------ GIVEN RECORDS ------
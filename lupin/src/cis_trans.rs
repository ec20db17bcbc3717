use crate::common::*;
use crate::network::{CisTrans, EdgeLevel, Level, NetworkGraph};
use genomic_data::interval::{Distance, GenomicInterval};
use genomic_data::interval_index::GenomicIntervalIndex;

#[derive(Debug, Clone)]
pub struct CisTransArgs {
    /// maximum gap in bp, inclusive, for a cis link
    pub cis_window: u64,
}

impl Default for CisTransArgs {
    fn default() -> Self {
        Self {
            cis_window: 2_000_000,
        }
    }
}

/// `Cis` when both intervals sit on one chromosome at most `window`
/// apart (overlap is distance 0); `Trans` when farther or on different
/// chromosomes; `Unknown` when either side is unresolved
pub fn classify_pair(a: &GenomicInterval, b: &GenomicInterval, window: u64) -> CisTrans {
    match a.distance(b) {
        Distance::Unknown => CisTrans::Unknown,
        d => match d.within(window) {
            Some(true) => CisTrans::Cis,
            _ => CisTrans::Trans,
        },
    }
}

/// Per-predictor cis/trans counts
#[derive(Debug, Clone, PartialEq)]
pub struct CisTransSummary {
    pub id: Box<str>,
    pub alias: Option<Box<str>>,
    pub num_cis: usize,
    pub num_trans: usize,
    pub num_unknown: usize,
    /// responses within the window, linked or not; `None` when the
    /// predictor has no usable interval
    pub num_potential_cis: Option<usize>,
    pub cis_aliases: Vec<Box<str>>,
}

pub struct CisTransClassifier {
    args: CisTransArgs,
}

impl CisTransClassifier {
    pub fn new(args: CisTransArgs) -> Self {
        Self { args }
    }

    /// Label of every x-y edge, by edge index
    pub fn classify_edges(&self, graph: &NetworkGraph) -> Vec<(usize, CisTrans)> {
        graph
            .edges_of_level(EdgeLevel::XY)
            .into_iter()
            .map(|e| {
                let (s, t) = graph.endpoints(e);
                let label = classify_pair(
                    &graph.node(s).interval,
                    &graph.node(t).interval,
                    self.args.cis_window,
                );
                (e, label)
            })
            .collect()
    }

    /// Label x-y edges and fill in the cis/trans fields of predictor
    /// nodes. Returns one summary per predictor in node order.
    pub fn annotate(&self, graph: &mut NetworkGraph) -> Vec<CisTransSummary> {
        let labels = self.classify_edges(graph);

        let responses = graph.nodes_of_level(Level::Y);
        let response_index = GenomicIntervalIndex::new(
            responses
                .iter()
                .map(|&i| graph.node(i).interval.clone())
                .collect(),
        );
        if response_index.num_unresolved() > 0 {
            warn!(
                "{} of {} responses have no usable interval",
                response_index.num_unresolved(),
                response_index.len()
            );
        }

        let predictors = graph.nodes_of_level(Level::X);
        let mut summaries: Vec<CisTransSummary> = predictors
            .iter()
            .map(|&i| {
                let node = graph.node(i);
                let num_potential_cis = node.interval.is_resolved().then(|| {
                    response_index
                        .within(&node.interval, self.args.cis_window)
                        .len()
                });
                CisTransSummary {
                    id: node.id.clone(),
                    alias: node.alias.clone(),
                    num_cis: 0,
                    num_trans: 0,
                    num_unknown: 0,
                    num_potential_cis,
                    cis_aliases: vec![],
                }
            })
            .collect();

        let slot: HashMap<usize, usize> = predictors
            .iter()
            .enumerate()
            .map(|(k, &i)| (i, k))
            .collect();

        for &(e, label) in &labels {
            let (s, t) = graph.endpoints(e);
            if let Some(&k) = slot.get(&s) {
                let summary = &mut summaries[k];
                match label {
                    CisTrans::Cis => {
                        summary.num_cis += 1;
                        summary.cis_aliases.push(graph.node(t).display_name().into());
                    }
                    CisTrans::Trans => summary.num_trans += 1,
                    CisTrans::Unknown => summary.num_unknown += 1,
                }
            }
        }

        for (e, label) in labels.iter().copied() {
            graph.set_edge_cis_trans(e, label);
        }

        for (k, &i) in predictors.iter().enumerate() {
            let summary = &summaries[k];
            let node = graph.node_mut(i);
            node.num_cis = Some(summary.num_cis);
            node.num_trans = Some(summary.num_trans);
            node.num_potential_cis = summary.num_potential_cis;
            node.cis_aliases = summary.cis_aliases.clone();
        }

        let ncis: usize = summaries.iter().map(|s| s.num_cis).sum();
        let ntrans: usize = summaries.iter().map(|s| s.num_trans).sum();
        info!(
            "{} cis, {} trans, {} unknown x-y edges (window = {} bp)",
            ncis,
            ntrans,
            labels.len() - ncis - ntrans,
            self.args.cis_window
        );

        summaries
    }
}

#[cfg(test)]
mod tests {
    use super::*;
    use crate::network::{NetworkEdge, NetworkNode};

    fn iv(chr: &str, s: i64, e: i64) -> GenomicInterval {
        GenomicInterval::from_coords(chr, s, e).unwrap()
    }

    #[test]
    fn test_window_boundary_is_inclusive() {
        let cw = 1_000;
        let x = iv("1", 100, 200);
        assert_eq!(classify_pair(&x, &iv("1", 200 + cw as i64, 2_000), cw), CisTrans::Cis);
        assert_eq!(classify_pair(&x, &iv("1", 201 + cw as i64, 2_000), cw), CisTrans::Trans);
        assert_eq!(classify_pair(&x, &iv("1", 150, 160), cw), CisTrans::Cis);
        assert_eq!(classify_pair(&x, &iv("2", 100, 200), cw), CisTrans::Trans);
        assert_eq!(classify_pair(&x, &GenomicInterval::default(), cw), CisTrans::Unknown);
    }

    #[test]
    fn test_annotate_predictors() -> anyhow::Result<()> {
        let node = |id: &str, level, interval| {
            NetworkNode::new(id.into(), level, Some(format!("{}_a", id).into()), interval)
        };
        let nodes = vec![
            node("c1", Level::X, iv("chr1", 1_000, 2_000)),
            node("c2", Level::X, GenomicInterval::default()),
            node("g1", Level::Y, iv("1", 2_500, 3_000)),
            node("g2", Level::Y, iv("1", 900_000, 901_000)),
            node("g3", Level::Y, iv("2", 1_000, 2_000)),
            node("g4", Level::Y, iv("1", 1_500, 1_600)),
        ];
        let edge = |s: &str, t: &str| NetworkEdge {
            source: s.into(),
            target: t.into(),
            level: EdgeLevel::XY,
            weight: 1.0,
            cis_trans: None,
        };
        let mut g = NetworkGraph::from_parts(
            nodes,
            vec![edge("c1", "g1"), edge("c1", "g2"), edge("c1", "g3"), edge("c2", "g1")],
        )?;

        let summaries =
            CisTransClassifier::new(CisTransArgs { cis_window: 10_000 }).annotate(&mut g);

        assert_eq!(summaries[0].num_cis, 1);
        assert_eq!(summaries[0].num_trans, 2);
        assert_eq!(summaries[0].num_potential_cis, Some(2));
        assert_eq!(summaries[0].cis_aliases, vec![Box::from("g1_a")]);
        assert_eq!(summaries[1].num_unknown, 1);
        assert_eq!(summaries[1].num_potential_cis, None);

        assert_eq!(g.edge(0).cis_trans, Some(CisTrans::Cis));
        assert_eq!(g.edge(2).cis_trans, Some(CisTrans::Trans));
        assert_eq!(g.edge(3).cis_trans, Some(CisTrans::Unknown));
        assert_eq!(g.node(0).num_potential_cis, Some(2));
        Ok(())
    }
}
------
INSTRUCTIONS TO FOLLOW
Each record should come back exactly as written.

YOUR RESPONSE
filename lupin/src/cis_trans.rs
repository ec20db17bcbc3717
use crate::common::*;
use crate::network::{CisTrans, EdgeLevel, Level, NetworkGraph};
use genomic_data::interval::{Distance, GenomicInterval};
use genomic_data::interval_index::GenomicIntervalIndex;

#[derive(Debug, Clone)]
pub struct CisTransArgs {
    /// maximum gap in bp, inclusive, for a cis link
    pub cis_window: u64,
}

impl Default for CisTransArgs {
    fn default() -> Self {
        Self {
            cis_window: 2_000_000,
        }
    }
}

/// `Cis` when both intervals sit on one chromosome at most `window`
/// apart (overlap is distance 0); `Trans` when farther or on different
/// chromosomes; `Unknown` when either side is unresolved
pub fn classify_pair(a: &GenomicInterval, b: &GenomicInterval, window: u64) -> CisTrans {
    match a.distance(b) {
        Distance::Unknown => CisTrans::Unknown,
        d => match d.within(window) {
            Some(true) => CisTrans::Cis,
            _ => CisTrans::Trans,
        },
    }
}

/// Per-predictor cis/trans counts
#[derive(Debug, Clone, PartialEq)]
pub struct CisTransSummary {
    pub id: Box<str>,
    pub alias: Option<Box<str>>,
    pub num_cis: usize,
    pub num_trans: usize,
    pub num_unknown: usize,
    /// responses within the window, linked or not; `None` when the
    /// predictor has no usable interval
    pub num_potential_cis: Option<usize>,
    pub cis_aliases: Vec<Box<str>>,
}

pub struct CisTransClassifier {
    args: CisTransArgs,
}

impl CisTransClassifier {
    pub fn new(args: CisTransArgs) -> Self {
        Self { args }
    }

    /// Label of every x-y edge, by edge index
    pub fn classify_edges(&self, graph: &NetworkGraph) -> Vec<(usize, CisTrans)> {
        graph
            .edges_of_level(EdgeLevel::XY)
            .into_iter()
            .map(|e| {
                let (s, t) = graph.endpoints(e);
                let label = classify_pair(
                    &graph.node(s).interval,
                    &graph.node(t).interval,
                    self.args.cis_window,
                );
                (e, label)
            })
            .collect()
    }

    /// Label x-y edges and fill in the cis/trans fields of predictor
    /// nodes. Returns one summary per predictor in node order.
    pub fn annotate(&self, graph: &mut NetworkGraph) -> Vec<CisTransSummary> {
        let labels = self.classify_edges(graph);

        let responses = graph.nodes_of_level(Level::Y);
        let response_index = GenomicIntervalIndex::new(
            responses
                .iter()
                .map(|&i| graph.node(i).interval.clone())
                .collect(),
        );
        if response_index.num_unresolved() > 0 {
            warn!(
                "{} of {} responses have no usable interval",
                response_index.num_unresolved(),
                response_index.len()
            );
        }

        let predictors = graph.nodes_of_level(Level::X);
        let mut summaries: Vec<CisTransSummary> = predictors
            .iter()
            .map(|&i| {
                let node = graph.node(i);
                let num_potential_cis = node.interval.is_resolved().then(|| {
                    response_index
                        .within(&node.interval, self.args.cis_window)
                        .len()
                });
                CisTransSummary {
                    id: node.id.clone(),
                    alias: node.alias.clone(),
                    num_cis: 0,
                    num_trans: 0,
                    num_unknown: 0,
                    num_potential_cis,
                    cis_aliases: vec![],
                }
            })
            .collect();

        let slot: HashMap<usize, usize> = predictors
            .iter()
            .enumerate()
            .map(|(k, &i)| (i, k))
            .collect();

        for &(e, label) in &labels {
            let (s, t) = graph.endpoints(e);
            if let Some(&k) = slot.get(&s) {
                let summary = &mut summaries[k];
                match label {
                    CisTrans::Cis => {
                        summary.num_cis += 1;
                        summary.cis_aliases.push(graph.node(t).display_name().into());
                    }
                    CisTrans::Trans => summary.num_trans += 1,
                    CisTrans::Unknown => summary.num_unknown += 1,
                }
            }
        }

        for (e, label) in labels.iter().copied() {
            graph.set_edge_cis_trans(e, label);
        }

        for (k, &i) in predictors.iter().enumerate() {
            let summary = &summaries[k];
            let node = graph.node_mut(i);
            node.num_cis = Some(summary.num_cis);
            node.num_trans = Some(summary.num_trans);
            node.num_potential_cis = summary.num_potential_cis;
            node.cis_aliases = summary.cis_aliases.clone();
        }

        let ncis: usize = summaries.iter().map(|s| s.num_cis).sum();
        let ntrans: usize = summaries.iter().map(|s| s.num_trans).sum();
        info!(
            "{} cis, {} trans, {} unknown x-y edges (window = {} bp)",
            ncis,
            ntrans,
            labels.len() - ncis - ntrans,
            self.args.cis_window
        );

        summaries
    }
}

#[cfg(test)]
mod tests {
    use super::*;
    use crate::network::{NetworkEdge, NetworkNode};

    fn iv(chr: &str, s: i64, e: i64) -> GenomicInterval {
        GenomicInterval::from_coords(chr, s, e).unwrap()
    }

    #[test]
    fn test_window_boundary_is_inclusive() {
        let cw = 1_000;
        let x = iv("1", 100, 200);
        assert_eq!(classify_pair(&x, &iv("1", 200 + cw as i64, 2_000), cw), CisTrans::Cis);
        assert_eq!(classify_pair(&x, &iv("1", 201 + cw as i64, 2_000), cw), CisTrans::Trans);
        assert_eq!(classify_pair(&x, &iv("1", 150, 160), cw), CisTrans::Cis);
        assert_eq!(classify_pair(&x, &iv("2", 100, 200), cw), CisTrans::Trans);
        assert_eq!(classify_pair(&x, &GenomicInterval::default(), cw), CisTrans::Unknown);
    }

    #[test]
    fn test_annotate_predictors() -> anyhow::Result<()> {
        let node = |id: &str, level, interval| {
            NetworkNode::new(id.into(), level, Some(format!("{}_a", id).into()), interval)
        };
        let nodes = vec![
            node("c1", Level::X, iv("chr1", 1_000, 2_000)),
            node("c2", Level::X, GenomicInterval::default()),
            node("g1", Level::Y, iv("1", 2_500, 3_000)),
            node("g2", Level::Y, iv("1", 900_000, 901_000)),
            node("g3", Level::Y, iv("2", 1_000, 2_000)),
            node("g4", Level::Y, iv("1", 1_500, 1_600)),
        ];
        let edge = |s: &str, t: &str| NetworkEdge {
            source: s.into(),
            target: t.into(),
            level: EdgeLevel::XY,
            weight: 1.0,
            cis_trans: None,
        };
        let mut g = NetworkGraph::from_parts(
            nodes,
            vec![edge("c1", "g1"), edge("c1", "g2"), edge("c1", "g3"), edge("c2", "g1")],
        )?;

        let summaries =
            CisTransClassifier::new(CisTransArgs { cis_window: 10_000 }).annotate(&mut g);

        assert_eq!(summaries[0].num_cis, 1);
        assert_eq!(summaries[0].num_trans, 2);
        assert_eq!(summaries[0].num_potential_cis, Some(2));
        assert_eq!(summaries[0].cis_aliases, vec![Box::from("g1_a")]);
        assert_eq!(summaries[1].num_unknown, 1);
        assert_eq!(summaries[1].num_potential_cis, None);

        assert_eq!(g.edge(0).cis_trans, Some(CisTrans::Cis));
        assert_eq!(g.edge(2).cis_trans, Some(CisTrans::Trans));
        assert_eq!(g.edge(3).cis_trans, Some(CisTrans::Unknown));
        assert_eq!(g.node(0).num_potential_cis, Some(2));
        Ok(())
    }
}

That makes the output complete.